There are several factors that impacts IPC. One way is to add more execution resources (ALUs, FPUs, AGUs etc.) which boosts your peak performance, but can leave resources unsaturated. Secondly, there are front-end, latency and cache improvements which improve the utilization of the execution resources you already have. Since SMT relies on exploiting idle resources of the CPU core for other threads, the ever increasing efficiency of CPU architectures is actually making SMT less and less useful for generic tasks, as efficiency gains in front-end and cache will ultimately consume the "gains" of SMT.

SMT was introduced at a time when single core CPUs were mostly idle due to stalls in the CPU pipeline, and the cost of implementing SMT in silicon was minuscule. But these days as the gains of SMT are shrinking, and the security implications of SMT makes the silicon costs ever increasing, it's actually time to drop it, not extend it further with 4-way or even 8-way SMT. Today, SMT only really makes sense for server workloads where latency is irrelevant and total throughput of massive amounts of requests (or work items) is the primary goal. SMT is really a relic of the past, and 2020 is not the year to push it further.

While future gains in CPU performance wouldn't get close to the improvements we saw in the 80s and the 90s, it's important to remember that the reason "stagnant" single thread performance for the last ~4+ years is not due to any theoretical performance limit in IPC. Obviously we are now at a "clock wall" for the current type of semiconductors, but the primary reason for the (Intel's) stagnant CPU selection is the node problems causing two years of delays to Ice Lake(Sunny Cove), which they claim offer 18% IPC gains. Both Intel and AMD have their 2-3 next architectures lined up, and theoretically it is absolutely possible to achieve ~50% better IPC over Skylake with just continuing to add more execution resources, improving cache, reducing latency and improving the front-end.

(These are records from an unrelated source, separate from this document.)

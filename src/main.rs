use anyhow::{Context, Result};
use clap::{Args, Parser, Subcommand};
use colored::Colorize;
use std::fs;
use std::io::{self, Read};
use std::path::{Path, PathBuf};
use std::time::{Duration, Instant};
use syngrep::api::{self, FindOptions};
use syngrep::config;
use syngrep::output::{self, OutputFormat};
use syngrep::search::{CancellationToken, NestedMatches, PageRequest, SearchConfig, SearchOutcome};
use syngrep::{DumpFormat, FileSelector, GrammarRegistry, MatchRecord};
use tracing_subscriber::{layer::SubscriberExt, util::SubscriberInitExt, EnvFilter};

#[derive(Parser)]
#[command(name = "syngrep")]
#[command(about = "Structural code search with ast-grep style patterns and YAML rules", long_about = None)]
#[command(version)]
struct Cli {
    /// Project config file (sgconfig.yaml); defaults to $SYNGREP_CONFIG
    #[arg(long, global = true)]
    config: Option<PathBuf>,

    #[command(subcommand)]
    command: Commands,
}

#[derive(Subcommand)]
enum Commands {
    /// Print the syntax tree of a snippet, or how a pattern is parsed
    Dump {
        /// Language of the code
        #[arg(short, long)]
        lang: String,

        /// Tree format: cst, ast or pattern
        #[arg(short, long, default_value = "cst")]
        format: DumpFormat,

        /// Code to dump (read from stdin when omitted)
        code: Option<String>,
    },

    /// Test a YAML rule against a snippet
    TestRule {
        #[command(flatten)]
        rule: RuleSource,

        /// Language to parse the code as, overriding the rule's own
        #[arg(short, long)]
        lang: Option<String>,

        /// Code to test (read from stdin when omitted)
        code: Option<String>,

        #[command(flatten)]
        search: SearchArgs,
    },

    /// Search files for a code pattern
    Run {
        /// Pattern to search for, e.g. 'foo($$$ARGS)'
        #[arg(short, long)]
        pattern: String,

        /// Language of the pattern and of the files searched
        #[arg(short, long)]
        lang: String,

        /// Files or directories to search
        #[arg(default_value = ".")]
        paths: Vec<PathBuf>,

        #[command(flatten)]
        search: SearchArgs,
    },

    /// Search files with a YAML rule
    Scan {
        #[command(flatten)]
        rule: RuleSource,

        /// Files or directories to search
        #[arg(default_value = ".")]
        paths: Vec<PathBuf>,

        #[command(flatten)]
        search: SearchArgs,
    },
}

#[derive(Args)]
#[group(required = true, multiple = false)]
struct RuleSource {
    /// Rule file to load
    #[arg(short, long)]
    rule: Option<PathBuf>,

    /// Rule document given inline
    #[arg(long)]
    inline_rules: Option<String>,
}

impl RuleSource {
    fn read(&self) -> Result<String> {
        match (&self.rule, &self.inline_rules) {
            (_, Some(inline)) => Ok(inline.clone()),
            (Some(path), None) => {
                fs::read_to_string(path).with_context(|| format!("cannot read rule file {}", path.display()))
            }
            (None, None) => anyhow::bail!("either --rule or --inline-rules is required"),
        }
    }
}

#[derive(Args)]
struct SearchArgs {
    /// Stop after this many matches (0 = unlimited)
    #[arg(long)]
    max_results: Option<usize>,

    /// Print matches as JSON
    #[arg(long)]
    json: bool,

    /// Skip this many matches (pagination)
    #[arg(long)]
    offset: Option<usize>,

    /// Print at most this many matches after --offset (pagination)
    #[arg(long)]
    limit: Option<usize>,

    /// Do not report matches nested inside another match
    #[arg(long)]
    skip_nested: bool,

    /// Worker threads (default: config `threads`, else one per core)
    #[arg(short = 'j', long)]
    threads: Option<usize>,

    /// Give up on files not yet searched after this many seconds
    #[arg(long)]
    timeout: Option<u64>,
}

impl SearchArgs {
    fn format(&self) -> OutputFormat {
        if self.json {
            OutputFormat::Json
        } else {
            OutputFormat::Text
        }
    }

    fn config(&self, default_threads: usize) -> SearchConfig {
        let nested = if self.skip_nested {
            NestedMatches::Skip
        } else {
            NestedMatches::All
        };
        SearchConfig::default()
            .with_max_results(self.max_results)
            .with_output_format(self.format())
            .with_nested(nested)
            .with_threads(self.threads.unwrap_or(default_threads))
    }

    fn page_request(&self) -> Result<Option<PageRequest>> {
        if self.offset.is_none() && self.limit.is_none() {
            return Ok(None);
        }
        Ok(Some(PageRequest::new(self.offset.unwrap_or(0), self.limit)?))
    }

    fn cancel(&self) -> CancellationToken {
        match self.timeout {
            Some(secs) => CancellationToken::with_deadline(Instant::now() + Duration::from_secs(secs)),
            None => CancellationToken::new(),
        }
    }
}

fn main() -> Result<()> {
    init_tracing();
    let cli = Cli::parse();
    let registry = GrammarRegistry::builtin();

    match cli.command {
        Commands::Dump { lang, format, code } => cmd_dump(&registry, &lang, format, code),

        Commands::TestRule {
            rule,
            lang,
            code,
            search,
        } => cmd_test_rule(&registry, &rule, lang.as_deref(), code, &search),

        Commands::Run {
            pattern,
            lang,
            paths,
            search,
        } => {
            let options = find_options(&registry, cli.config.as_deref(), &search)?;
            let outcome = api::find_code(&registry, &paths, &lang, &pattern, &options)?;
            print_outcome(outcome, &search)
        }

        Commands::Scan { rule, paths, search } => {
            let options = find_options(&registry, cli.config.as_deref(), &search)?;
            let outcome = api::find_code_by_rule(&registry, &paths, &rule.read()?, &options)?;
            print_outcome(outcome, &search)
        }
    }
}

/// Logs go to stderr so stdout stays machine-readable.
fn init_tracing() {
    let filter = EnvFilter::try_from_default_env().unwrap_or_else(|_| EnvFilter::new("syngrep=warn"));

    tracing_subscriber::registry()
        .with(filter)
        .with(
            tracing_subscriber::fmt::layer()
                .with_writer(io::stderr)
                .with_target(false),
        )
        .init();
}

fn read_code(code: Option<String>) -> Result<String> {
    match code {
        Some(code) => Ok(code),
        None => {
            let mut input = String::new();
            io::stdin()
                .read_to_string(&mut input)
                .context("cannot read code from stdin")?;
            Ok(input)
        }
    }
}

fn find_options(registry: &GrammarRegistry, config_path: Option<&Path>, search: &SearchArgs) -> Result<FindOptions> {
    let project = config::load(config_path, registry)?;
    let selector = FileSelector::from_config(&project, registry)?;
    Ok(FindOptions::new(search.config(project.threads))
        .with_selector(selector)
        .with_cancel(search.cancel()))
}

fn cmd_dump(registry: &GrammarRegistry, lang: &str, format: DumpFormat, code: Option<String>) -> Result<()> {
    let code = read_code(code)?;
    let rendered = api::render_tree(registry, &code, lang, format)?;
    print!("{rendered}");
    Ok(())
}

fn cmd_test_rule(
    registry: &GrammarRegistry,
    rule: &RuleSource,
    lang: Option<&str>,
    code: Option<String>,
    search: &SearchArgs,
) -> Result<()> {
    let rule = rule.read()?;
    let code = read_code(code)?;
    let matches = api::test_rule(registry, &code, &rule, lang, &search.config(0))?;

    if matches.is_empty() && !search.json {
        eprintln!(
            "{}",
            "hint: relational rules only look at direct neighbours by default; try `stopBy: end` in inside/has"
                .dimmed()
        );
    }
    let total = matches.len();
    print_matches(matches, total, search)
}

fn print_outcome(outcome: SearchOutcome, search: &SearchArgs) -> Result<()> {
    for diagnostic in &outcome.diagnostics {
        eprintln!(
            "{} {}: {}",
            "warning:".yellow().bold(),
            diagnostic.path.display(),
            diagnostic.message
        );
    }
    if outcome.cancelled {
        eprintln!(
            "{} search timed out after {} of the files; results are incomplete",
            "warning:".yellow().bold(),
            outcome.files_searched
        );
    }
    let total = outcome.total_matches;
    print_matches(outcome.matches, total, search)
}

fn print_matches(matches: Vec<MatchRecord>, total: usize, search: &SearchArgs) -> Result<()> {
    let rendered = match search.page_request()? {
        Some(request) => {
            let page = syngrep::search::paginate(matches, request);
            match search.format() {
                OutputFormat::Json => output::format_json(&page)?,
                OutputFormat::Text => output::format_text(&page.results, page.metadata.total_matches),
            }
        }
        None => output::render(&matches, total, search.format())?,
    };
    println!("{rendered}");
    Ok(())
}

But even beyond that, single thread performance will not hit a wall any time soon. Quite the opposite, we are now on the verge of the largest single thread gain since the 90s. Since Pentium(1993), x86 CPUs have become increasingly superscalar, which obviously does wonders for peak performance, but also keeps widening the gap between minimum and average vs. peak performance, as the CPU becomes more sensitive to the code to keep the resources fully saturated. As anyone familiar with machine code would know, there are two major causes for this lack of saturation; cache misses and branch mispredictions. Optimizing for cache misses can be done fairly efficiently, but branch mispredictions are harder to deal with. Largely it's about removing bloat, but you will usually still have enough of it left to hold back performance. And in the greater scope of even a function, most branching only have local effects, but the CPU can't know that, so when there is a branch misprediction it has to flush the pipeline, even if some of the calculations may still be "good". This is because a lot of context is lost between your high level code and machine code, and even the best prediction models will only get you so far without getting some extra "help". I know Intel is researching a solution to this problem, where basically you have these dependencies between branching implied in machine code (e.g. this branch only affects this code over here, but not the bigger flow of the program), I believe they call it "threadlets" or something, and would probably done by having chains of instructions that are independent of branching in others, like sort of a "thread" that only exists virtually for a few dozen instructions. While this would at least require recompilation of software, it would greatly improve the CPU front-end's ability to reason about true dependencies between calculations, instead of having to assume the pipeline needs to be flushed. Gains in single threaded performance of 2-3x should not be unreasonable. While what I'm describing here may seem a little out of scope, it's actually not, as this would practically eliminate SMT. But don't expect this to be implemented in shipping products yet, it's still experimental, I would expect it 5-10 years down the road.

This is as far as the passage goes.